It has given Gazans two choices. Leave Gaza or die.

Palestinians will be killed not only from the bombs and shells, and eventually, with the ground invasion, bullets and tank shells, but from hunger and epidemics such as cholera. Without water, fuel and medicine and with the breakdown of sanitation, diseases will spread swiftly. The U.N. states that hospitals in Gaza “are on the brink of collapse.” Thousands of patients will die once fuel runs out for hospital generators.

A doctor from al-Shifa hospital in Gaza reported in an interview Saturday, “We are collapsing.” He spoke of a lack of oxygen, light and medical supplies, no water in some departments, concerns about cholera and the loss of doctors killed by Israeli airstrikes, including a dentist killed in Israel’s bombing of an Orthodox church that left at least 18 dead, including several children.   

The handful of trucks, 37 so far, of aid into Gaza is a cynical public relations gimmick demanded by the Biden administration. It will do little to alleviate the Israeli-engineered humanitarian crisis. The U.N. says it needs at least 100 aid tracks a day. Gaza’s last functioning seawater desalination plant shut down on Sunday because of a lack of fuel. 

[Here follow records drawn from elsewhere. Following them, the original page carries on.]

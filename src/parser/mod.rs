//! Stage 1 – structural deserialization of the model file.
//!
//! Only schema conformance is checked here: unknown fields, wrong types and
//! truncated input all surface as `MalformedModelError`. Whether the model
//! *makes sense* (baseline present, tables sorted, …) is the normalizer's
//! job.

use thiserror::Error;

use crate::model::CostModel;

/// The input bytes do not conform to the cost-model schema.
#[derive(Debug, Error)]
#[error("malformed model: {0}")]
pub struct MalformedModelError(#[from] serde_json::Error);

/// Parse the whole input JSON string into a `CostModel`.
pub fn load_from_json(json: &str) -> Result<CostModel, MalformedModelError> {
    Ok(serde_json::from_str(json)?)
}

#[cfg(test)]
mod tests {
    use super::*;
    use crate::model::EstimationRule;

    #[test]
    fn test_load_minimal_model() {
        let json = r#"{
            "op_models": [
                { "op": "kRegister", "estimator": { "kind": "fixed", "area": 5.0 } }
            ]
        }"#;
        let model = load_from_json(json).expect("valid model");
        assert_eq!(model.metric, "area"); // defaulted
        assert_eq!(model.op_models.len(), 1);
        assert_eq!(model.op_models[0].op, "kRegister");
        assert!(matches!(
            model.op_models[0].estimator,
            EstimationRule::Fixed(_)
        ));
    }

    #[test]
    fn test_load_rejects_unknown_rule_kind() {
        let json = r#"{
            "op_models": [
                { "op": "kAdd", "estimator": { "kind": "quadratic", "area": 1.0 } }
            ]
        }"#;
        assert!(load_from_json(json).is_err());
    }

    #[test]
    fn test_load_rejects_unknown_fields() {
        let json = r#"{
            "op_models": [],
            "fitted_on": "2024-01-01"
        }"#;
        assert!(load_from_json(json).is_err());

        let json = r#"{
            "op_models": [
                { "op": "kAdd", "estimator": { "kind": "fixed", "area": 1.0, "units": "um2" } }
            ]
        }"#;
        assert!(load_from_json(json).is_err());
    }

    #[test]
    fn test_load_rejects_truncated_input() {
        let json = r#"{ "op_models": [ { "op": "kAdd","#;
        assert!(load_from_json(json).is_err());
    }

    #[test]
    fn test_load_rejects_wrong_types() {
        let json = r#"{
            "op_models": [
                { "op": "kAdd", "estimator": { "kind": "fixed", "area": "five" } }
            ]
        }"#;
        assert!(load_from_json(json).is_err());
    }
}
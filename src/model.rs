//! In-memory shape of an area cost model, 1-to-1 with the input JSON.
//!
//! We keep the loaded form very "raw" (a plain list of per-op rules) so the
//! normalizer can decide what is usable; named fields make schema mismatches
//! fail at deserialization time rather than downstream.

use anyhow::bail;
use serde::Deserialize;

/// Entire model as it comes out of the JSON loader.
#[derive(Debug, Deserialize)]
#[serde(deny_unknown_fields)]
pub struct CostModel {
    /// What the rules measure. Only `"area"` models are accepted here;
    /// the field exists so delay models fail loudly instead of producing
    /// nonsense lookups.
    #[serde(default = "default_metric")]
    pub metric: String,
    pub op_models: Vec<OpModel>,
}

fn default_metric() -> String {
    "area".to_string()
}

/// One `(operation kind, estimation rule)` pair from the model file.
#[derive(Debug, Clone, Deserialize)]
#[serde(deny_unknown_fields)]
pub struct OpModel {
    pub op: String,
    pub estimator: EstimationRule,
}

/// The supported rule kinds, tagged by `"kind"` in the JSON.
///
/// Newtype variants keep `deny_unknown_fields` effective on each rule body
/// (serde ignores the attribute on internally-tagged struct variants).
#[derive(Debug, Clone, PartialEq, Deserialize)]
#[serde(tag = "kind", rename_all = "snake_case")]
pub enum EstimationRule {
    /// Constant area regardless of operand widths.
    Fixed(FixedRule),
    /// `Σ coefficients[i] * widths[i] + intercept`.
    Linear(LinearRule),
    /// Sampled `(width, area)` points; clamp outside the sampled range,
    /// linearly interpolate inside it.
    Table(TableRule),
    /// Same cost as another operation's rule.
    Alias(AliasRule),
}

#[derive(Debug, Clone, PartialEq, Deserialize)]
#[serde(deny_unknown_fields)]
pub struct FixedRule {
    pub area: f64,
}

#[derive(Debug, Clone, PartialEq, Deserialize)]
#[serde(deny_unknown_fields)]
pub struct LinearRule {
    pub coefficients: Vec<f64>,
    pub intercept: f64,
}

#[derive(Debug, Clone, PartialEq, Deserialize)]
#[serde(deny_unknown_fields)]
pub struct TableRule {
    pub points: Vec<(u64, f64)>,
}

#[derive(Debug, Clone, PartialEq, Deserialize)]
#[serde(deny_unknown_fields)]
pub struct AliasRule {
    pub like: String,
}

impl EstimationRule {
    /// Evaluate the rule for the given operand widths.
    ///
    /// Returns `None` when the widths do not fit the rule (wrong arity) and
    /// for `Alias` rules, which carry no numbers of their own – resolve those
    /// through `NormalizedModel::estimate`, which knows the full op map.
    pub fn estimate(&self, widths: &[u64]) -> Option<f64> {
        match self {
            EstimationRule::Fixed(rule) => Some(rule.area),
            EstimationRule::Linear(rule) => {
                if rule.coefficients.len() != widths.len() {
                    return None;
                }
                let slope: f64 = rule
                    .coefficients
                    .iter()
                    .zip(widths)
                    .map(|(c, w)| c * *w as f64)
                    .sum();
                Some(slope + rule.intercept)
            }
            EstimationRule::Table(rule) => interpolate(&rule.points, *widths.first()?),
            EstimationRule::Alias(_) => None,
        }
    }
}

/// Clamp-and-interpolate over a table of `(width, area)` samples.
///
/// Keys must already be strictly increasing (the normalizer rejects anything
/// else). Queries at or below the first key return the first area, at or
/// above the last key the last area; in between, the two bounding samples
/// are interpolated linearly.
pub fn interpolate(points: &[(u64, f64)], width: u64) -> Option<f64> {
    let (first, last) = (points.first()?, points.last()?);
    if width <= first.0 {
        return Some(first.1);
    }
    if width >= last.0 {
        return Some(last.1);
    }
    for pair in points.windows(2) {
        let (x0, y0) = pair[0];
        let (x1, y1) = pair[1];
        if width <= x1 {
            return Some(y0 + (y1 - y0) * (width - x0) as f64 / (x1 - x0) as f64);
        }
    }
    None
}

/// The `--model-name` argument plus its derived casing variants.
///
/// The camel-case form names the generated estimator type, so its exact
/// spelling matters: other generated code refers to the symbol by name.
#[derive(Debug, Clone, PartialEq, Eq)]
pub struct ModelIdentifier {
    raw: String,
}

impl ModelIdentifier {
    /// Accepts short, identifier-safe names only: `[a-z0-9_]`, not starting
    /// with a digit. Everything else would produce an unusable symbol.
    pub fn new(raw: &str) -> anyhow::Result<Self> {
        if raw.is_empty() {
            bail!("model name must not be empty");
        }
        if raw.starts_with(|c: char| c.is_ascii_digit()) {
            bail!("model name `{raw}` must not start with a digit");
        }
        if let Some(c) = raw
            .chars()
            .find(|c| !(c.is_ascii_lowercase() || c.is_ascii_digit() || *c == '_'))
        {
            bail!("model name `{raw}` contains `{c}`; only [a-z0-9_] are allowed");
        }
        Ok(Self {
            raw: raw.to_string(),
        })
    }

    pub fn as_str(&self) -> &str {
        &self.raw
    }

    /// `asap7_hd` → `Asap7Hd`: split on `_`, capitalize each segment, concat.
    pub fn camel_case(&self) -> String {
        self.raw
            .split('_')
            .map(|segment| {
                let mut chars = segment.chars();
                match chars.next() {
                    Some(c) => c.to_ascii_uppercase().to_string() + chars.as_str(),
                    None => String::new(),
                }
            })
            .collect()
    }
}
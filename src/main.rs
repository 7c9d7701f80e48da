fn main() -> anyhow::Result<()> {
    area_lookup_gen::run()
}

Israel has no intention of lifting the total siege on Gaza. It announced it will increase its airstrikes. It will continue, as it has for the past two weeks, to extinguish the lives of Palestinians and terrorize and starve them into leaving Gaza. 

The ground assault on Gaza will not be quick. It will involve weeks, perhaps months, of street fighting. Secretary of Defense Lloyd Austin compared the looming battle in Gaza to the U.S. assault on the Iraqi city of Mosul, held by ISIS, in 2014. It took the U.S. nine months to recapture Mosul.

When Israel says this will be a “long war” they are, for once, telling the truth.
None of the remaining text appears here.